Courting Tomorrow’s Elderly
November 27, 1997 | Read Time: 11 minutes
Charities revamp fund raising to reach baby boomers, but some groups are slow to make changes
Beech Acres in Cincinnati overcame one serious threat to its survival 20 years ago by transforming itself from an orphanage to a charity that helps abused kids. Now it is fighting hard again to insure that it will be able to reach donors in the new millennium.
The first sign that the charity’s fund raising was in jeopardy came when direct-mail returns started dropping a few years ago. More and more of the organization’s loyal donors — largely people born before World War II — were dying each year and weren’t being replaced by younger people born in the post-war baby boom. Beech Acres used to be able to send out mass direct-mail appeals stressing the dire needs of poor children and get a good response from people who remembered food and other shortages during the Depression and World War II. But baby boomers demanded proof that the charity was deserving of a gift.
The baby-boom generation, many charities are learning the hard way, is far more skeptical and demanding than their parents. Unlike the older generation, the highly educated boomers do not give to charity out of a sense of moral obligation or because an organization has a good reputation, fund-raising experts say. Instead, boomers tend to give to causes to which they have direct ties or those from which they or their friends and relatives have directly benefited.
So instead of simply changing its mailings, Beech Acres hired Roseann Hassey, a marketing expert, to head its development operations, and under her direction, it has adopted new strategies usually associated with corporate marketing.
After conducting “focus groups” to determine what potential donors wanted, the charity decided to expand its ability to help people in their 30s and 40s by offering them new products and services, such as a 400-page directory of child-care sources, businesses that specialize in children’s products, and other useful information. The charity will also offer classes on child rearing.

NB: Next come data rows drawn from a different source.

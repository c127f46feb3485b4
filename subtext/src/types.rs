use std::fmt;

use serde::de::{MapAccess, Visitor};
use serde::ser::SerializeMap;
use serde::{Deserialize, Deserializer, Serialize, Serializer};

/// One fetchable rendition of a subtitle track.
///
/// Field names follow the backend's JSON (`ext`, `url`, `name`). A missing
/// `url` is kept as `None` and treated as a failed candidate at fetch time.
#[derive(Debug, Clone, PartialEq, Eq, Serialize, Deserialize)]
pub struct FormatDescriptor {
    /// Format kind, e.g. "vtt", "srt", "json3".
    #[serde(rename = "ext", default)]
    pub kind: String,
    #[serde(rename = "url", default)]
    pub location: Option<String>,
    #[serde(default, skip_serializing_if = "Option::is_none")]
    pub name: Option<String>,
}

impl FormatDescriptor {
    pub fn new(kind: impl Into<String>, location: impl Into<String>) -> Self {
        Self {
            kind: kind.into(),
            location: Some(location.into()),
            name: None,
        }
    }
}

/// Insertion-ordered mapping of language tag to its available formats.
///
/// The first key matters: selection falls back to it when the requested
/// language is missing. Deserializing keeps the document order of the JSON
/// object. Re-inserting an existing key replaces its formats in place.
#[derive(Debug, Clone, Default, PartialEq, Eq)]
pub struct LanguageMap {
    entries: Vec<(String, Vec<FormatDescriptor>)>,
}

impl LanguageMap {
    pub fn new() -> Self {
        Self::default()
    }

    pub fn insert(&mut self, language: impl Into<String>, formats: Vec<FormatDescriptor>) {
        let language = language.into();
        match self.entries.iter_mut().find(|(key, _)| *key == language) {
            Some((_, existing)) => *existing = formats,
            None => self.entries.push((language, formats)),
        }
    }

    pub fn get(&self, language: &str) -> Option<&[FormatDescriptor]> {
        self.entries
            .iter()
            .find(|(key, _)| key == language)
            .map(|(_, formats)| formats.as_slice())
    }

    pub fn contains(&self, language: &str) -> bool {
        self.get(language).is_some()
    }

    /// First inserted language and its formats.
    pub fn first(&self) -> Option<(&str, &[FormatDescriptor])> {
        self.entries
            .first()
            .map(|(key, formats)| (key.as_str(), formats.as_slice()))
    }

    pub fn iter(&self) -> impl Iterator<Item = (&str, &[FormatDescriptor])> {
        self.entries
            .iter()
            .map(|(key, formats)| (key.as_str(), formats.as_slice()))
    }

    pub fn languages(&self) -> impl Iterator<Item = &str> {
        self.entries.iter().map(|(key, _)| key.as_str())
    }

    pub fn len(&self) -> usize {
        self.entries.len()
    }

    pub fn is_empty(&self) -> bool {
        self.entries.is_empty()
    }
}

impl<K: Into<String>> FromIterator<(K, Vec<FormatDescriptor>)> for LanguageMap {
    fn from_iter<I: IntoIterator<Item = (K, Vec<FormatDescriptor>)>>(iter: I) -> Self {
        let mut map = LanguageMap::new();
        for (language, formats) in iter {
            map.insert(language, formats);
        }
        map
    }
}

impl Serialize for LanguageMap {
    fn serialize<S: Serializer>(&self, serializer: S) -> Result<S::Ok, S::Error> {
        let mut map = serializer.serialize_map(Some(self.entries.len()))?;
        for (language, formats) in &self.entries {
            map.serialize_entry(language, formats)?;
        }
        map.end()
    }
}

impl<'de> Deserialize<'de> for LanguageMap {
    fn deserialize<D: Deserializer<'de>>(deserializer: D) -> Result<Self, D::Error> {
        struct LanguageMapVisitor;

        impl<'de> Visitor<'de> for LanguageMapVisitor {
            type Value = LanguageMap;

            fn expecting(&self, f: &mut fmt::Formatter<'_>) -> fmt::Result {
                f.write_str("a map of language tags to subtitle format lists")
            }

            fn visit_map<A: MapAccess<'de>>(self, mut access: A) -> Result<Self::Value, A::Error> {
                let mut map = LanguageMap::new();
                while let Some((language, formats)) =
                    access.next_entry::<String, Vec<FormatDescriptor>>()?
                {
                    map.insert(language, formats);
                }
                Ok(map)
            }
        }

        deserializer.deserialize_map(LanguageMapVisitor)
    }
}

/// Every subtitle track the backend offers for one video.
#[derive(Debug, Clone, Default, PartialEq, Eq, Serialize, Deserialize)]
pub struct SubtitleCatalog {
    /// Human-authored subtitles.
    #[serde(default)]
    pub manual: LanguageMap,
    /// Machine-generated captions.
    #[serde(default)]
    pub automatic: LanguageMap,
}

impl SubtitleCatalog {
    pub fn new(manual: LanguageMap, automatic: LanguageMap) -> Self {
        Self { manual, automatic }
    }

    pub fn is_empty(&self) -> bool {
        self.manual.is_empty() && self.automatic.is_empty()
    }
}

/// Which selection fallback produced a track.
#[derive(Debug, Clone, Copy, PartialEq, Eq, Serialize, Deserialize)]
#[serde(rename_all = "snake_case")]
pub enum Tier {
    /// Manual subtitles in the requested language (or a regional variant).
    ManualRequested,
    /// Automatic captions in the requested language (or a regional variant).
    AutomaticRequested,
    /// First manual subtitle language, requested language unavailable.
    ManualFirst,
    /// First automatic caption language, requested language unavailable.
    AutomaticFirst,
}

impl Tier {
    /// Whether the track is in a language other than the requested one.
    pub fn is_fallback(self) -> bool {
        matches!(self, Tier::ManualFirst | Tier::AutomaticFirst)
    }

    pub fn is_automatic(self) -> bool {
        matches!(self, Tier::AutomaticRequested | Tier::AutomaticFirst)
    }
}

impl fmt::Display for Tier {
    fn fmt(&self, f: &mut fmt::Formatter<'_>) -> fmt::Result {
        let s = match self {
            Tier::ManualRequested => "manual",
            Tier::AutomaticRequested => "automatic",
            Tier::ManualFirst => "manual (first available)",
            Tier::AutomaticFirst => "automatic (first available)",
        };
        f.write_str(s)
    }
}

/// Metadata the backend returns for a video URL.
#[derive(Debug, Clone, Default)]
pub struct VideoInfo {
    pub id: Option<String>,
    pub title: Option<String>,
    pub catalog: SubtitleCatalog,
}

/// Complete extraction result.
#[derive(Debug, Clone, Serialize, Deserialize)]
pub struct Subtitles {
    /// Normalized single-line text. Empty when nothing usable was found.
    pub text: String,
    pub requested_language: String,
    /// Language key of the track actually used.
    pub language: Option<String>,
    pub tier: Option<Tier>,
    /// Format kind of the descriptor that was fetched.
    pub format: Option<String>,
    pub source_url: Option<String>,
    pub source_title: Option<String>,
}

impl Subtitles {
    pub fn is_empty(&self) -> bool {
        self.text.is_empty()
    }

    /// Format as JSON.
    pub fn to_json(&self) -> crate::Result<String> {
        Ok(serde_json::to_string(self)?)
    }

    /// Format as pretty-printed JSON.
    pub fn to_json_pretty(&self) -> crate::Result<String> {
        Ok(serde_json::to_string_pretty(self)?)
    }
}
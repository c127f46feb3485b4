//! Extract subtitles from a URL and print the text.
//!
//! Usage: cargo run --example basic -- https://example.com/video

#[tokio::main]
async fn main() -> subtext::Result<()> {
    let url = std::env::args()
        .nth(1)
        .expect("usage: basic <video-url>");

    let subs = subtext::extract_subtitles(&url).await?;

    println!("{}", subs.text);

    Ok(())
}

While it is too early to tell if such services will bring in more gifts from baby boomers either now or in later years, Ms. Hassey says she is confident that they will.
“I think we’ve cracked the case,” she says. “Boomers give to causes they are personally involved in, and we’re developing services that help them. We’re looking at philanthropy as a full-service program, rather than just asking for money or time and not providing anything in return.”
She adds, “This is a two-way street.”
Many fund raisers who have studied demographic trends and developed forecasts of what giving will be like when the more than 70 million boomers start reaching their retirement years predict other differences from the way fund raising is conducted today. The evidence suggests that some techniques, such as direct mail and special events, may go out of fashion or require big changes, while planned giving will grow even more popular than it is now.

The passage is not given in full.